FastAPI enables high-performance real-time communication via WebSockets and provides a mechanism for non-blocking post-response processing through Background Tasks. These tools are essential for building responsive, event-driven architectures that maintain low latency for the end-user while handling complex side-effects asynchronously.

I. WebSocket Engineering: Full-Duplex Connectivity

WebSockets provide a persistent, bi-directional communication channel over a single TCP connection. In FastAPI, WebSockets are first-class citizens that utilize the ASGI send and receive primitives to handle data frames without the overhead of HTTP headers.

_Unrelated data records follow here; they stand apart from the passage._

//! `RealmKeyProvider` against a mock realm metadata endpoint.

mod common;

use std::{sync::Arc, time::Duration};

use common::*;
use realm_gate::services::auth::{
    AuthError, Authorizer, CachedKeyProvider, KeyProvider, RealmKeyProvider, RolePredicate,
    RoleSource, TokenVerifier, VerifyMode,
};
use realm_gate::services::cache::MemoryCache;

#[tokio::test]
async fn fetches_and_envelopes_realm_key() {
    let (base_url, _server) = start_mock_realm(RealmBehavior::Healthy).await;
    let provider = RealmKeyProvider::new(&idp_config(&base_url, 5)).unwrap();

    let key = provider.fetch_public_key().await.unwrap();

    assert!(key.pem().starts_with("-----BEGIN PUBLIC KEY-----\n"));
    assert!(key.pem().ends_with("\n-----END PUBLIC KEY-----"));
    assert!(key.pem().contains(&raw_public_key()));
    assert_eq!(provider.key_id(), REALM);
}

#[tokio::test]
async fn fetched_key_verifies_realm_tokens() {
    let (base_url, _server) = start_mock_realm(RealmBehavior::Healthy).await;
    let provider = RealmKeyProvider::new(&idp_config(&base_url, 5)).unwrap();
    let auth = Authorizer::new(
        TokenVerifier::new(Arc::new(provider), policy(VerifyMode::Strict)),
        RoleSource::RealmAndClients,
    );

    let token = sign(&with_realm_roles(base_claims(), &["USER"]));
    let roles = auth
        .authorize(Some(&bearer(&token)), &RolePredicate::user_or_admin())
        .await
        .unwrap();

    assert!(roles.contains("USER"));
}

#[tokio::test]
async fn connection_refused_is_key_unavailable() {
    let provider = RealmKeyProvider::new(&idp_config(&unreachable_url().await, 5)).unwrap();

    let err = provider.fetch_public_key().await.unwrap_err();
    assert!(matches!(err, AuthError::KeyUnavailable(_)), "{:?}", err);
}

#[tokio::test]
async fn unreachable_provider_fails_before_signature_check() {
    let provider = RealmKeyProvider::new(&idp_config(&unreachable_url().await, 5)).unwrap();
    let auth = Authorizer::new(
        TokenVerifier::new(Arc::new(provider), policy(VerifyMode::Strict)),
        RoleSource::RealmAndClients,
    );

    // forged token: would be InvalidToken if the signature were ever checked
    let forged = sign_with(ROGUE_PRIVATE_PEM, &base_claims());
    let err = auth.roles(Some(&bearer(&forged))).await.unwrap_err();

    assert!(matches!(err, AuthError::KeyUnavailable(_)));
}

#[tokio::test]
async fn error_status_is_key_unavailable() {
    let (base_url, _server) = start_mock_realm(RealmBehavior::ServerError).await;
    let provider = RealmKeyProvider::new(&idp_config(&base_url, 5)).unwrap();

    let err = provider.fetch_public_key().await.unwrap_err();
    match err {
        AuthError::KeyUnavailable(cause) => assert!(cause.contains("500"), "{}", cause),
        other => panic!("unexpected error: {:?}", other),
    }
}

#[tokio::test]
async fn malformed_metadata_is_key_unavailable() {
    for behavior in [RealmBehavior::NoPublicKey, RealmBehavior::GarbageKey] {
        let (base_url, _server) = start_mock_realm(behavior.clone()).await;
        let provider = RealmKeyProvider::new(&idp_config(&base_url, 5)).unwrap();

        let err = provider.fetch_public_key().await.unwrap_err();
        assert!(
            matches!(err, AuthError::KeyUnavailable(_)),
            "{:?} -> {:?}",
            behavior,
            err
        );
    }
}

#[tokio::test]
async fn timeout_is_key_unavailable() {
    let (base_url, _server) =
        start_mock_realm(RealmBehavior::Slow(Duration::from_secs(5))).await;
    let provider = RealmKeyProvider::new(&idp_config(&base_url, 1)).unwrap();

    let err = provider.fetch_public_key().await.unwrap_err();
    assert!(matches!(err, AuthError::KeyUnavailable(_)));
}

#[tokio::test]
async fn cached_provider_survives_provider_outage_within_ttl() {
    let (base_url, server) = start_mock_realm(RealmBehavior::Healthy).await;
    let provider = CachedKeyProvider::new(
        RealmKeyProvider::new(&idp_config(&base_url, 1)).unwrap(),
        MemoryCache::new(),
        Duration::from_secs(60),
    );

    let first = provider.fetch_public_key().await.unwrap();
    server.abort();
    let _ = server.await;

    let second = provider.fetch_public_key().await.unwrap();
    assert_eq!(first, second);
}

@app.websocket("/ws/{client_id}")
async def websocket_endpoint(websocket: WebSocket, client_id: int):
    await websocket.accept() # 101 Switching Protocols handshake
    try:
        while True:
            # Low-level: Awaits raw ASGI 'websocket.receive' event
            data = await websocket.receive_text()
            await websocket.send_text(f"Message received: {data}")
    except WebSocketDisconnect:
        # Handle cleanup (remove from connection manager)
        pass

Low-Level Technical Insight: The Handshake

A WebSocket connection begins as an HTTP request with an Upgrade: websocket header. The FastAPI layer inspects the ASGI scope['type']. If it is 'websocket', the request-response lifecycle is terminated, and the TCP socket remains open. Bi-directional communication is then achieved through Binary or Text Frames as defined by RFC 6455.

II. Background Tasks: Post-Response Orchestration

BackgroundTasks allow engineers to schedule functions to execute after the HTTP response has been sent. This is ideal for side-effects that do not impact the user experience, such as sending confirmation emails, updating search indexes, or logging analytics.

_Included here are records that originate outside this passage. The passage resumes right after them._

pub mod auth_ctx;

pub use auth_ctx::{AuthCtx, AuthCtxExtractor};
/*
 * Responsibility
 * - Application-wide AppError definition
 * - IntoResponse implementation (HTTP status / JSON error body)
 * - The only place where AuthError classes become HTTP status codes
 */
use axum::{
    Json,
    http::{HeaderValue, StatusCode, header},
    response::{IntoResponse, Response},
};
use serde::Serialize;
use thiserror::Error;

use crate::services::auth::{AuthError, FailureClass};

#[derive(Debug, Serialize)]
pub struct ErrorResponse {
    pub error: ErrorBody,
}

#[derive(Debug, Serialize)]
pub struct ErrorBody {
    pub code: &'static str,
    pub message: String,
}

#[derive(Debug, Error)]
pub enum AppError {
    #[error("{0}")]
    Unauthorized(String),
    #[error("{0}")]
    Forbidden(String),
    #[error("{0}")]
    ServiceUnavailable(String),
    #[error("internal server error")]
    Internal,
}

impl IntoResponse for AppError {
    fn into_response(self) -> Response {
        let (status, code) = match &self {
            AppError::Unauthorized(_) => (StatusCode::UNAUTHORIZED, "UNAUTHORIZED"),
            AppError::Forbidden(_) => (StatusCode::FORBIDDEN, "FORBIDDEN"),
            AppError::ServiceUnavailable(_) => {
                (StatusCode::SERVICE_UNAVAILABLE, "SERVICE_UNAVAILABLE")
            }
            AppError::Internal => (StatusCode::INTERNAL_SERVER_ERROR, "INTERNAL_SERVER_ERROR"),
        };

        let body = ErrorResponse {
            error: ErrorBody {
                code,
                message: self.to_string(),
            },
        };

        let mut response = (status, Json(body)).into_response();
        if status == StatusCode::UNAUTHORIZED {
            // RFC 6750 challenge
            response.headers_mut().insert(
                header::WWW_AUTHENTICATE,
                HeaderValue::from_static("Bearer"),
            );
        }
        response
    }
}

impl From<AuthError> for AppError {
    fn from(e: AuthError) -> Self {
        let message = e.to_string();
        match e.class() {
            FailureClass::Unauthenticated => AppError::Unauthorized(message),
            FailureClass::Forbidden => AppError::Forbidden(message),
            FailureClass::Unavailable => AppError::ServiceUnavailable(message),
        }
    }
}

III. Production Anti-Patterns

In-Memory WebSocket Managers: Storing active connections in a simple list[] in a multi-worker production environment. A client on Worker 1 cannot communicate with a client on Worker 2. Use Redis Pub/Sub to synchronize state across workers.
Long-Running Background Tasks: Using BackgroundTasks for CPU-intensive work (e.g., video transcoding). These tasks run within the worker process and can degrade HTTP throughput. Use Celery or RabbitMQ for heavy asynchronous workloads.
Missing Heartbeats: Failing to implement "Ping/Pong" frames. Most cloud load balancers (like AWS ALB) will kill idle WebSocket connections after 60 seconds.

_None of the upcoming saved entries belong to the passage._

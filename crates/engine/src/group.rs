//! Snapshot aggregation: brand → product family → records.

use std::collections::HashMap;

use partsdash_core::{InventoryRecord, Snapshot, UNKNOWN_BRAND};

/// Records of one product family, in snapshot order.
#[derive(Debug, Clone, PartialEq, Eq)]
pub struct FamilyGroup {
    pub family: String,
    pub records: Vec<InventoryRecord>,
}

/// One brand's families, in first-seen order.
#[derive(Debug, Clone, PartialEq, Eq)]
pub struct BrandGroup {
    pub brand: String,
    pub families: Vec<FamilyGroup>,
}

impl BrandGroup {
    pub fn family(&self, name: &str) -> Option<&FamilyGroup> {
        self.families.iter().find(|f| f.family == name)
    }

    /// Total record count across all families.
    pub fn record_count(&self) -> usize {
        self.families.iter().map(|f| f.records.len()).sum()
    }
}

/// Two-level grouping of a snapshot, derived fresh each cycle.
///
/// Brand and family order is first-seen snapshot order; all ordering
/// policy beyond that belongs to the layout planner.
#[derive(Debug, Clone, Default, PartialEq, Eq)]
pub struct GroupedInventory {
    pub brands: Vec<BrandGroup>,
}

impl GroupedInventory {
    pub fn is_empty(&self) -> bool {
        self.brands.is_empty()
    }

    pub fn brand(&self, name: &str) -> Option<&BrandGroup> {
        self.brands.iter().find(|b| b.brand == name)
    }
}

/// Partition a snapshot by brand, then product family.
///
/// Single pass; grouping keys compare case-sensitively. A blank brand
/// (possible when a record bypassed wire normalization) falls into the
/// `UNKNOWN_BRAND` bucket. Every input record lands in exactly one
/// bucket and per-bucket order matches snapshot order.
pub fn group(snapshot: &Snapshot) -> GroupedInventory {
    let mut brands: Vec<BrandGroup> = Vec::new();
    let mut index: HashMap<String, usize> = HashMap::new();

    for record in snapshot {
        let brand_key = if record.brand.trim().is_empty() {
            UNKNOWN_BRAND
        } else {
            record.brand.as_str()
        };

        let slot = *index.entry(brand_key.to_string()).or_insert_with(|| {
            brands.push(BrandGroup {
                brand: brand_key.to_string(),
                families: Vec::new(),
            });
            brands.len() - 1
        });

        let brand = &mut brands[slot];
        match brand
            .families
            .iter_mut()
            .find(|f| f.family == record.product_family)
        {
            Some(family) => family.records.push(record.clone()),
            None => brand.families.push(FamilyGroup {
                family: record.product_family.clone(),
                records: vec![record.clone()],
            }),
        }
    }

    GroupedInventory { brands }
}

#[cfg(test)]
mod tests {
    use super::*;
    use partsdash_core::{RecordId, UNKNOWN_BRAND};
    use proptest::prelude::*;

    fn record(id: u64, brand: &str, family: &str, part: &str) -> InventoryRecord {
        InventoryRecord {
            id: RecordId(id),
            brand: brand.to_string(),
            product_family: family.to_string(),
            spare_part: part.to_string(),
            quantity: 1,
            low_status: 2,
            high_status: 8,
        }
    }

    #[test]
    fn groups_by_brand_then_family_in_snapshot_order() {
        let snapshot = Snapshot::new(vec![
            record(1, "Acme", "Pumps", "Seal"),
            record(2, "Globex", "Motors", "Rotor"),
            record(3, "Acme", "Pumps", "Gasket"),
            record(4, "Acme", "Valves", "Spring"),
        ]);

        let grouped = group(&snapshot);
        assert_eq!(grouped.brands.len(), 2);
        assert_eq!(grouped.brands[0].brand, "Acme");
        assert_eq!(grouped.brands[1].brand, "Globex");

        let pumps = grouped.brand("Acme").unwrap().family("Pumps").unwrap();
        assert_eq!(pumps.records.len(), 2);
        assert_eq!(pumps.records[0].spare_part, "Seal");
        assert_eq!(pumps.records[1].spare_part, "Gasket");
    }

    #[test]
    fn brand_keys_are_case_sensitive() {
        let snapshot = Snapshot::new(vec![
            record(1, "acme", "F", "P1"),
            record(2, "Acme", "F", "P2"),
        ]);

        let grouped = group(&snapshot);
        assert_eq!(grouped.brands.len(), 2);
    }

    #[test]
    fn blank_brand_falls_into_unknown_bucket() {
        let snapshot = Snapshot::new(vec![record(1, "  ", "F", "P")]);

        let grouped = group(&snapshot);
        assert_eq!(grouped.brands.len(), 1);
        assert_eq!(grouped.brands[0].brand, UNKNOWN_BRAND);
    }

    #[test]
    fn empty_snapshot_yields_empty_grouping() {
        assert!(group(&Snapshot::default()).is_empty());
    }

    proptest! {
        #[test]
        fn grouping_is_a_partition(
            specs in proptest::collection::vec(
                (0u64..50, 0usize..4, 0usize..4, 0usize..6),
                0..40,
            )
        ) {
            let brands = ["Acme", "Globex", "Initech", ""];
            let families = ["Pumps", "Motors", "Valves", "Filters"];
            let records: Vec<InventoryRecord> = specs
                .iter()
                .map(|&(id, b, f, p)| record(id, brands[b], families[f], &format!("part-{p}")))
                .collect();
            let total = records.len();
            let snapshot = Snapshot::new(records);

            let grouped = group(&snapshot);
            let regrouped: usize = grouped
                .brands
                .iter()
                .map(BrandGroup::record_count)
                .sum();
            prop_assert_eq!(regrouped, total);

            // Per-bucket order preserves snapshot order.
            for brand in &grouped.brands {
                for family in &brand.families {
                    let mut cursor = snapshot.iter();
                    for rec in &family.records {
                        prop_assert!(cursor.any(|r| r == rec));
                    }
                }
            }
        }
    }
}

IV. Performance Bottlenecks

Broadcast Fan-out Latency: Iterating through thousands of active connections and awaiting send_text() sequentially. Use asyncio.gather() with concurrency limits to broadcast efficiently.
Context Switching Overhead: High-frequency small messages (e.g., real-time mouse tracking) can overwhelm the asyncio event loop with thousands of micro-tasks per second.
Memory Leakage: Failing to remove disconnected clients from the manager, leading to an ever-growing list of "Zombie" sockets that the Garbage Collector cannot reclaim.